_Stored data_
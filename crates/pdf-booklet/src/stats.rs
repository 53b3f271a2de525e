use crate::constants::PAGES_PER_SHEET;
use crate::plan::{SheetPlan, plan};
use crate::types::*;

/// Calculate statistics for a planned booklet
pub fn calculate_statistics(plan: &SheetPlan) -> BookletStatistics {
    let sheets = plan.len();
    let averse_sheets = plan.averse().count();

    let filled_halves: usize = plan.iter().map(|sheet| sheet.placements().count()).sum();

    BookletStatistics {
        source_pages: plan.source_pages(),
        padded_pages: plan.padded_pages(),
        sheets,
        averse_sheets,
        reverse_sheets: sheets - averse_sheets,
        blank_halves: sheets * PAGES_PER_SHEET - filled_halves,
    }
}

/// Statistics for a document of `source_pages` pages, without rendering
pub fn statistics_for_pages(source_pages: usize) -> BookletStatistics {
    calculate_statistics(&plan(source_pages))
}
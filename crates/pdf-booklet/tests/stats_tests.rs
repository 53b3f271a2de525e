use pdf_booklet::*;

#[test]
fn test_stats_no_pages() {
    let stats = statistics_for_pages(0);

    assert_eq!(stats.source_pages, 0);
    assert_eq!(stats.padded_pages, 0);
    assert_eq!(stats.sheets, 0);
    assert_eq!(stats.blank_halves, 0);
}

#[test]
fn test_stats_multiple_of_four() {
    let stats = statistics_for_pages(8);

    assert_eq!(stats.source_pages, 8);
    assert_eq!(stats.padded_pages, 8);
    // 8 pages / 2 per sheet = 4 sheets
    assert_eq!(stats.sheets, 4);
    assert_eq!(stats.averse_sheets, 2);
    assert_eq!(stats.reverse_sheets, 2);
    assert_eq!(stats.blank_halves, 0);
}

#[test]
fn test_stats_five_pages() {
    let stats = statistics_for_pages(5);

    // 5 pages padded to 6 = 3 sheets, one half left blank
    assert_eq!(stats.padded_pages, 6);
    assert_eq!(stats.sheets, 3);
    assert_eq!(stats.reverse_sheets, 2);
    assert_eq!(stats.averse_sheets, 1);
    assert_eq!(stats.blank_halves, 1);
}

#[test]
fn test_stats_seven_pages() {
    let stats = statistics_for_pages(7);

    // 7 pages padded to 10 = 5 sheets, 3 halves blank
    assert_eq!(stats.padded_pages, 10);
    assert_eq!(stats.sheets, 5);
    assert_eq!(stats.blank_halves, 3);
}

#[test]
fn test_stats_match_plan() {
    for n in 0..50 {
        let plan = plan(n);
        let stats = calculate_statistics(&plan);

        assert_eq!(stats.sheets, plan.len());
        assert_eq!(stats.sheets * 2 - stats.blank_halves, n);
        assert_eq!(stats.averse_sheets + stats.reverse_sheets, stats.sheets);
    }
}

_Task item_
The task calls for each record to be returned verbatim.

_Task output_
filename crates/pdf-booklet/src/stats.rs
repository 53b3f271a2de525e
use crate::constants::PAGES_PER_SHEET;
use crate::plan::{SheetPlan, plan};
use crate::types::*;

/// Calculate statistics for a planned booklet
pub fn calculate_statistics(plan: &SheetPlan) -> BookletStatistics {
    let sheets = plan.len();
    let averse_sheets = plan.averse().count();

    let filled_halves: usize = plan.iter().map(|sheet| sheet.placements().count()).sum();

    BookletStatistics {
        source_pages: plan.source_pages(),
        padded_pages: plan.padded_pages(),
        sheets,
        averse_sheets,
        reverse_sheets: sheets - averse_sheets,
        blank_halves: sheets * PAGES_PER_SHEET - filled_halves,
    }
}

/// Statistics for a document of `source_pages` pages, without rendering
pub fn statistics_for_pages(source_pages: usize) -> BookletStatistics {
    calculate_statistics(&plan(source_pages))
}
filename crates/pdf-booklet/tests/stats_tests.rs
repository 53b3f271a2de525e
use pdf_booklet::*;

#[test]
fn test_stats_no_pages() {
    let stats = statistics_for_pages(0);

    assert_eq!(stats.source_pages, 0);
    assert_eq!(stats.padded_pages, 0);
    assert_eq!(stats.sheets, 0);
    assert_eq!(stats.blank_halves, 0);
}

#[test]
fn test_stats_multiple_of_four() {
    let stats = statistics_for_pages(8);

    assert_eq!(stats.source_pages, 8);
    assert_eq!(stats.padded_pages, 8);
    // 8 pages / 2 per sheet = 4 sheets
    assert_eq!(stats.sheets, 4);
    assert_eq!(stats.averse_sheets, 2);
    assert_eq!(stats.reverse_sheets, 2);
    assert_eq!(stats.blank_halves, 0);
}

#[test]
fn test_stats_five_pages() {
    let stats = statistics_for_pages(5);

    // 5 pages padded to 6 = 3 sheets, one half left blank
    assert_eq!(stats.padded_pages, 6);
    assert_eq!(stats.sheets, 3);
    assert_eq!(stats.reverse_sheets, 2);
    assert_eq!(stats.averse_sheets, 1);
    assert_eq!(stats.blank_halves, 1);
}

#[test]
fn test_stats_seven_pages() {
    let stats = statistics_for_pages(7);

    // 7 pages padded to 10 = 5 sheets, 3 halves blank
    assert_eq!(stats.padded_pages, 10);
    assert_eq!(stats.sheets, 5);
    assert_eq!(stats.blank_halves, 3);
}

#[test]
fn test_stats_match_plan() {
    for n in 0..50 {
        let plan = plan(n);
        let stats = calculate_statistics(&plan);

        assert_eq!(stats.sheets, plan.len());
        assert_eq!(stats.sheets * 2 - stats.blank_halves, n);
        assert_eq!(stats.averse_sheets + stats.reverse_sheets, stats.sheets);
    }
}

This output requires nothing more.